• **The task**
Read the records below and copy each line that contains "collect".

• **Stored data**
════
//! Turning the intermediate features into a tile with integer coordinates.

use super::{GeoJsonVtOptions, Slice, Tile, TileFeature, VtFeature, VtGeometry};
use crate::vector_tile::{GeomType, TilePoint};
use serde_json::Value;
use std::sync::Arc;

pub(super) fn create_tile(
    features: &[VtFeature],
    z: u8,
    x: u32,
    y: u32,
    options: &GeoJsonVtOptions,
) -> Tile {
    let tolerance = if z == options.max_zoom {
        0.
    } else {
        options.tolerance / (f64::from(1u32 << z) * f64::from(options.extent))
    };

    let mut tile = Tile {
        features: Vec::new(),
        num_points: 0,
        num_simplified: 0,
        num_features: features.len(),
        source: None,
        x,
        y,
        z,
        min_x: 2.,
        min_y: 1.,
        max_x: -1.,
        max_y: 0.,
    };

    let transform = Transform {
        extent: f64::from(options.extent),
        z2: f64::from(1u32 << z),
        tx: f64::from(x),
        ty: f64::from(y),
    };

    for feature in features {
        add_feature(&mut tile, feature, tolerance, options, &transform);
    }

    tile
}

/// From 0-1 world space into the tile's integer grid.
struct Transform {
    extent: f64,
    z2: f64,
    tx: f64,
    ty: f64,
}

impl Transform {
    fn point(&self, point: &[f64; 3]) -> TilePoint {
        [
            (self.extent * (point[0] * self.z2 - self.tx)).round() as i32,
            (self.extent * (point[1] * self.z2 - self.ty)).round() as i32,
        ]
    }
}

fn add_feature(
    tile: &mut Tile,
    feature: &VtFeature,
    tolerance: f64,
    options: &GeoJsonVtOptions,
    transform: &Transform,
) {
    tile.min_x = tile.min_x.min(feature.min_x);
    tile.min_y = tile.min_y.min(feature.min_y);
    tile.max_x = tile.max_x.max(feature.max_x);
    tile.max_y = tile.max_y.max(feature.max_y);

    let mut simplified = Vec::new();

    let kind = match &feature.geometry {
        VtGeometry::Points(points) => {
            for point in points {
                simplified.push(vec![transform.point(point)]);
            }
            tile.num_points += points.len();
            tile.num_simplified += points.len();
            GeomType::Point
        }
        VtGeometry::LineString(line) => {
            add_line(&mut simplified, line, tile, tolerance, false, false, transform);
            GeomType::LineString
        }
        VtGeometry::MultiLineString(lines) => {
            for line in lines {
                add_line(&mut simplified, line, tile, tolerance, false, false, transform);
            }
            GeomType::LineString
        }
        VtGeometry::Polygon(rings) => {
            for (i, ring) in rings.iter().enumerate() {
                add_line(&mut simplified, ring, tile, tolerance, true, i == 0, transform);
            }
            GeomType::Polygon
        }
        VtGeometry::MultiPolygon(polygons) => {
            for rings in polygons {
                for (i, ring) in rings.iter().enumerate() {
                    add_line(&mut simplified, ring, tile, tolerance, true, i == 0, transform);
                }
            }
            GeomType::Polygon
        }
    };

    if simplified.is_empty() {
        return;
    }

    let tags = match &feature.geometry {
        VtGeometry::LineString(line) if options.line_metrics => {
            let mut tags = (*feature.tags).clone();
            tags.insert(
                "mapbox_clip_start".to_owned(),
                Value::from(line.start / line.size),
            );
            tags.insert("mapbox_clip_end".to_owned(), Value::from(line.end / line.size));
            Arc::new(tags)
        }
        _ => Arc::clone(&feature.tags),
    };

    tile.features.push(TileFeature {
        id: feature.id.clone(),
        kind,
        geometry: simplified,
        tags,
    });
}

#[expect(clippy::too_many_arguments)]
fn add_line(
    result: &mut Vec<Vec<TilePoint>>,
    line: &Slice,
    tile: &mut Tile,
    tolerance: f64,
    is_polygon: bool,
    is_outer: bool,
    transform: &Transform,
) {
    let sq_tolerance = tolerance * tolerance;

    if tolerance > 0. && line.size < if is_polygon { sq_tolerance } else { tolerance } {
        tile.num_points += line.points.len();
        return;
    }

    let mut ring = Vec::new();
    for point in &line.points {
        if tolerance == 0. || point[2] > sq_tolerance {
            tile.num_simplified += 1;
            ring.push(point);
        }
        tile.num_points += 1;
    }

    if is_polygon {
        rewind(&mut ring, is_outer);
    }

    result.push(ring.into_iter().map(|point| transform.point(point)).collect());
}

/// Outer rings clockwise, holes counter-clockwise, in tile space where y points down.
fn rewind(ring: &mut [&[f64; 3]], clockwise: bool) {
    let mut area = 0.;
    if let Some(mut previous) = ring.last() {
        for point in ring.iter() {
            area += (point[0] - previous[0]) * (point[1] + previous[1]);
            previous = point;
        }
    }
    if (area > 0.) == clockwise {
        ring.reverse();
    }
}

#[cfg(test)]
mod tests {
    use super::*;
    use crate::expression::Properties;

    fn slice(points: &[(f64, f64)], size: f64) -> Slice {
        Slice {
            points: points.iter().map(|&(x, y)| [x, y, 1.]).collect(),
            size,
            start: 0.,
            end: size,
        }
    }

    fn polygon(rings: Vec<Slice>) -> VtFeature {
        VtFeature::new(
            Some(Value::from(1)),
            VtGeometry::Polygon(rings),
            Arc::new(Properties::new()),
        )
    }

    /// Shoelace in tile space, positive for clockwise rings on screen.
    fn screen_area(ring: &[TilePoint]) -> i64 {
        ring.windows(2)
            .map(|w| i64::from(w[0][0]) * i64::from(w[1][1]) - i64::from(w[1][0]) * i64::from(w[0][1]))
            .sum()
    }

    #[test]
    fn polygon_rings_are_rewound_and_transformed() {
        // Counter-clockwise on screen, both of them.
        let outer = slice(&[(0., 0.), (0., 0.5), (0.5, 0.5), (0.5, 0.), (0., 0.)], 0.25);
        let hole = slice(&[(0.1, 0.1), (0.1, 0.2), (0.2, 0.2), (0.2, 0.1), (0.1, 0.1)], 0.01);

        let tile = create_tile(
            &[polygon(vec![outer, hole])],
            0,
            0,
            0,
            &GeoJsonVtOptions::default(),
        );

        assert_eq!(tile.features.len(), 1);
        let feature = &tile.features[0];
        assert_eq!(feature.kind, GeomType::Polygon);
        assert_eq!(feature.id, Some(Value::from(1)));
        assert!(screen_area(&feature.geometry[0]) > 0);
        assert!(screen_area(&feature.geometry[1]) < 0);
        assert!(feature.geometry[0].contains(&[2048, 2048]));
        assert_eq!(tile.num_points, 10);
        assert_eq!(tile.num_simplified, 10);
    }

    #[test]
    fn tiny_rings_are_dropped_but_counted() {
        let speck = slice(&[(0.1, 0.1), (0.1, 0.1000001), (0.1000001, 0.1), (0.1, 0.1)], 1e-14);
        let tile = create_tile(&[polygon(vec![speck])], 0, 0, 0, &GeoJsonVtOptions::default());

        assert!(tile.features.is_empty());
        assert_eq!(tile.num_points, 4);
        assert_eq!(tile.num_simplified, 0);
    }

    #[test]
    fn nothing_is_simplified_at_max_zoom() {
        let mut line = slice(&[(0.5, 0.5), (0.5000001, 0.5), (0.6, 0.5)], 1e-9);
        line.points[1][2] = 0.;
        let feature = VtFeature::new(None, VtGeometry::LineString(line), Arc::new(Properties::new()));
        let options = GeoJsonVtOptions {
            max_zoom: 2,
            ..Default::default()
        };

        let tile = create_tile(std::slice::from_ref(&feature), 2, 2, 2, &options);
        assert_eq!(tile.features[0].geometry[0].len(), 3);

        let tile = create_tile(std::slice::from_ref(&feature), 1, 1, 1, &options);
        assert!(tile.features.is_empty());
    }

    #[test]
    fn line_metrics_are_added_to_tags() {
        let mut line = slice(&[(0.1, 0.5), (0.2, 0.5)], 0.4);
        line.start = 0.1;
        line.end = 0.2;
        let feature = VtFeature::new(None, VtGeometry::LineString(line), Arc::new(Properties::new()));
        let options = GeoJsonVtOptions {
            line_metrics: true,
            ..Default::default()
        };

        let tile = create_tile(&[feature], 0, 0, 0, &options);
        let tags = &tile.features[0].tags;
        assert_eq!(tags.get("mapbox_clip_start"), Some(&Value::from(0.25)));
        assert_eq!(tags.get("mapbox_clip_end"), Some(&Value::from(0.5)));
    }
}
impl<F: Fetch> Worker<F> {
    pub fn new(actor: Arc<dyn Actor>, fetch: Arc<F>) -> Self {
        Self {
            actor,
            fetch,
            factories: BTreeMap::new(),
            state: WorkerState::default(),
        }
    }

    pub fn state(&self) -> &WorkerState<F> {
        &self.state
    }

    /// Add a kind of source. Each name can be registered only once.
    ///
    /// # Errors
    ///
    /// When the name is already taken.
    pub fn register_worker_source(
        &mut self,
        name: &str,
        factory: WorkerSourceFactory,
    ) -> Result<(), Error> {
        if name == VECTOR || name == GEOJSON || self.factories.contains_key(name) {
            return Err(Error::Configuration(format!(
                "Worker source with name \"{name}\" already registered."
            )));
        }
        self.factories.insert(name.to_owned(), factory);
        Ok(())
    }

    /// Route a request of the map `map_id` to where it belongs.
    pub fn handle(
        &mut self,
        map_id: &str,
        request: Request,
    ) -> BoxFuture<'static, Result<Response, Error>> {
        let response = match request {
            Request::SetReferrer(referrer) => {
                self.set_referrer(&referrer);
                Ok(Response::Done)
            }
            Request::SetImages(images) => {
                self.set_images(map_id, images);
                Ok(Response::Done)
            }
            Request::GetAvailableImages => Ok(Response::AvailableImages(
                self.get_available_images(map_id),
            )),
            Request::SetLayers(layers) => self.set_layers(map_id, layers).map(|()| Response::Done),
            Request::UpdateLayers {
                layers,
                removed_ids,
            } => self
                .update_layers(map_id, layers, &removed_ids)
                .map(|()| Response::Done),
            Request::LoadTile { kind, parameters } => {
                return self
                    .load_tile(map_id, &kind, parameters)
                    .map(|tile| tile.map(Response::Tile))
                    .boxed();
            }
            Request::ReloadTile { kind, parameters } => {
                return self
                    .reload_tile(map_id, &kind, parameters)
                    .map(|tile| tile.map(Response::Tile))
                    .boxed();
            }
            Request::AbortTile { kind, source, uid } => self
                .abort_tile(map_id, &kind, &source, uid)
                .map(|()| Response::Done),
            Request::RemoveTile { kind, source, uid } => self
                .remove_tile(map_id, &kind, &source, uid)
                .map(|()| Response::Done),
            Request::LoadDemTile(parameters) => {
                self.load_dem_tile(map_id, &parameters).map(Response::Dem)
            }
            Request::RemoveDemTile { source, uid } => {
                self.remove_dem_tile(map_id, &source, uid);
                Ok(Response::Done)
            }
            Request::RemoveSource { kind, source } => {
                self.remove_source(map_id, &kind, &source);
                Ok(Response::Done)
            }
            Request::LoadData(parameters) => {
                return self
                    .load_data(map_id, parameters)
                    .map(|result| result.map(Response::Data))
                    .boxed();
            }
            Request::GetClusterExpansionZoom { source, cluster_id } => self
                .get_cluster_expansion_zoom(map_id, &source, cluster_id)
                .map(Response::ExpansionZoom),
            Request::GetClusterChildren { source, cluster_id } => self
                .get_cluster_children(map_id, &source, cluster_id)
                .map(Response::Features),
            Request::GetClusterLeaves {
                source,
                cluster_id,
                limit,
                offset,
            } => self
                .get_cluster_leaves(map_id, &source, cluster_id, limit, offset)
                .map(Response::Features),
            Request::EnforceCacheSizeLimit(limit) => {
                self.enforce_cache_size_limit(limit);
                Ok(Response::Done)
            }
        };
        future::ready(response).boxed()
    }

    pub fn set_referrer(&mut self, referrer: &str) {
        self.fetch.set_referrer(referrer);
        self.state.referrer = Some(referrer.to_owned());
    }

    /// Remember the images of the map's style and tell every source about them.
    pub fn set_images(&mut self, map_id: &str, images: Vec<String>) {
        let images: Arc<[String]> = Arc::from(images);
        self.state
            .available_images
            .insert(map_id.to_owned(), Arc::clone(&images));

        for source in self
            .state
            .sources
            .get_mut(map_id)
            .into_iter()
            .flat_map(BTreeMap::values_mut)
        {
            source
                .as_worker_source()
                .set_available_images(Arc::clone(&images));
        }
    }

    pub fn get_available_images(&self, map_id: &str) -> Arc<[String]> {
        self.state.available_images(map_id)
    }

    /// # Errors
    ///
    /// When one of the layers is invalid. The previous layers stay in place.
    pub fn set_layers(&mut self, map_id: &str, layers: Vec<LayerSpec>) -> Result<(), Error> {
        write(&self.state.layer_index(map_id)).replace(layers)
    }

    /// # Errors
    ///
    /// When one of the layers is invalid.
    pub fn update_layers(
        &mut self,
        map_id: &str,
        layers: Vec<LayerSpec>,
        removed_ids: &[String],
    ) -> Result<(), Error> {
        write(&self.state.layer_index(map_id)).update(layers, removed_ids)
    }

    /// Source of the given kind and name, created on first use.
    fn worker_source(
        &mut self,
        map_id: &str,
        kind: &str,
        source: &str,
    ) -> Result<&mut SourceInstance<F>, Error> {
        let context = SourceContext {
            actor: crate::actor::MapActor::new(Arc::clone(&self.actor), map_id),
            layer_index: self.state.layer_index(map_id),
            available_images: self.state.available_images(map_id),
        };

        let sources = self.state.sources.entry(map_id.to_owned()).or_default();
        let entry = match sources.entry((kind.to_owned(), source.to_owned())) {
            Entry::Occupied(entry) => return Ok(entry.into_mut()),
            Entry::Vacant(entry) => entry,
        };

        log::debug!("Creating {kind} source '{source}' for map '{map_id}'.");
        let instance = match kind {
            VECTOR => SourceInstance::Vector(VectorWorkerSource::new(
                context,
                Arc::new(FetchTileLoader::new(Arc::clone(&self.fetch))),
            )),
            GEOJSON => {
                SourceInstance::GeoJson(GeoJsonWorkerSource::new(context, Arc::clone(&self.fetch)))
            }
            other => {
                let factory = self.factories.get(other).ok_or_else(|| {
                    Error::UnknownSource(format!("no worker source of kind '{other}'"))
                })?;
                SourceInstance::Custom(factory(context))
            }
        };
        Ok(entry.insert(instance))
    }

    fn geojson_source(
        &mut self,
        map_id: &str,
        source: &str,
    ) -> Result<&mut GeoJsonWorkerSource<F>, Error> {
        match self.worker_source(map_id, GEOJSON, source)? {
            SourceInstance::GeoJson(source) => Ok(source),
            _ => Err(Error::UnknownSource(source.to_owned())),
        }
    }

    pub fn load_tile(
        &mut self,
        map_id: &str,
        kind: &str,
        parameters: TileParameters,
    ) -> BoxFuture<'static, Result<Option<TileResult>, Error>> {
        match self.worker_source(map_id, kind, &parameters.source) {
            Ok(source) => source.as_worker_source().load_tile(parameters),
            Err(error) => future::ready(Err(error)).boxed(),
        }
    }

    pub fn reload_tile(
        &mut self,
        map_id: &str,
        kind: &str,
        parameters: TileParameters,
    ) -> BoxFuture<'static, Result<Option<TileResult>, Error>> {
        match self.worker_source(map_id, kind, &parameters.source) {
            Ok(source) => source.as_worker_source().reload_tile(parameters),
            Err(error) => future::ready(Err(error)).boxed(),
        }
    }

    /// # Errors
    ///
    /// When there is no such kind of source.
    pub fn abort_tile(
        &mut self,
        map_id: &str,
        kind: &str,
        source: &str,
        uid: TileUid,
    ) -> Result<(), Error> {
        self.worker_source(map_id, kind, source)?
            .as_worker_source()
            .abort_tile(uid);
        Ok(())
    }

    /// # Errors
    ///
    /// When there is no such kind of source.
    pub fn remove_tile(
        &mut self,
        map_id: &str,
        kind: &str,
        source: &str,
        uid: TileUid,
    ) -> Result<(), Error> {
        self.worker_source(map_id, kind, source)?
            .as_worker_source()
            .remove_tile(uid);
        Ok(())
    }

    /// # Errors
    ///
    /// When the image can not be decoded.
    pub fn load_dem_tile(
        &mut self,
        map_id: &str,
        parameters: &LoadDemParameters,
    ) -> Result<Arc<DemData>, Error> {
        self.state
            .dem_sources
            .entry(map_id.to_owned())
            .or_default()
            .entry(parameters.source.clone())
            .or_default()
            .load_tile(parameters)
    }

    pub fn remove_dem_tile(&mut self, map_id: &str, source: &str, uid: TileUid) {
        if let Some(dem) = self
            .state
            .dem_sources
            .get_mut(map_id)
            .and_then(|sources| sources.get_mut(source))
        {
            dem.remove_tile(uid);
        }
    }

    /// Drop the source. A running GeoJSON load is reported as abandoned.
    pub fn remove_source(&mut self, map_id: &str, kind: &str, source: &str) {
        let removed = self
            .state
            .sources
            .get_mut(map_id)
            .and_then(|sources| sources.remove(&(kind.to_owned(), source.to_owned())));
        if let Some(mut removed) = removed {
            removed.as_worker_source().remove_source(source);
        }
    }

    pub fn load_data(
        &mut self,
        map_id: &str,
        parameters: LoadGeoJsonParameters,
    ) -> BoxFuture<'static, Result<GeoJsonLoadResult, Error>> {
        match self.geojson_source(map_id, &parameters.source) {
            Ok(source) => source.load_data(parameters),
            Err(error) => future::ready(Err(error)).boxed(),
        }
    }

    /// # Errors
    ///
    /// When the source is not clustered or there is no such cluster.
    pub fn get_cluster_expansion_zoom(
        &mut self,
        map_id: &str,
        source: &str,
        cluster_id: u64,
    ) -> Result<u8, Error> {
        self.geojson_source(map_id, source)?
            .get_cluster_expansion_zoom(cluster_id)
    }

    /// # Errors
    ///
    /// When the source is not clustered or there is no such cluster.
    pub fn get_cluster_children(
        &mut self,
        map_id: &str,
        source: &str,
        cluster_id: u64,
    ) -> Result<Vec<Feature>, Error> {
        self.geojson_source(map_id, source)?
            .get_cluster_children(cluster_id)
    }

    /// # Errors
    ///
    /// When the source is not clustered or there is no such cluster.
    pub fn get_cluster_leaves(
        &mut self,
        map_id: &str,
        source: &str,
        cluster_id: u64,
        limit: Option<usize>,
        offset: Option<usize>,
    ) -> Result<Vec<Feature>, Error> {
        self.geojson_source(map_id, source)?
            .get_cluster_leaves(cluster_id, limit, offset)
    }

    /// Limit the number of responses the fetcher keeps around.
    pub fn enforce_cache_size_limit(&self, limit: usize) {
        self.fetch.set_cache_limit(limit);
    }
}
════
• **Result for this task**
    result.push(ring.into_iter().map(|point| transform.point(point)).collect());
            points: points.iter().map(|&(x, y)| [x, y, 1.]).collect(),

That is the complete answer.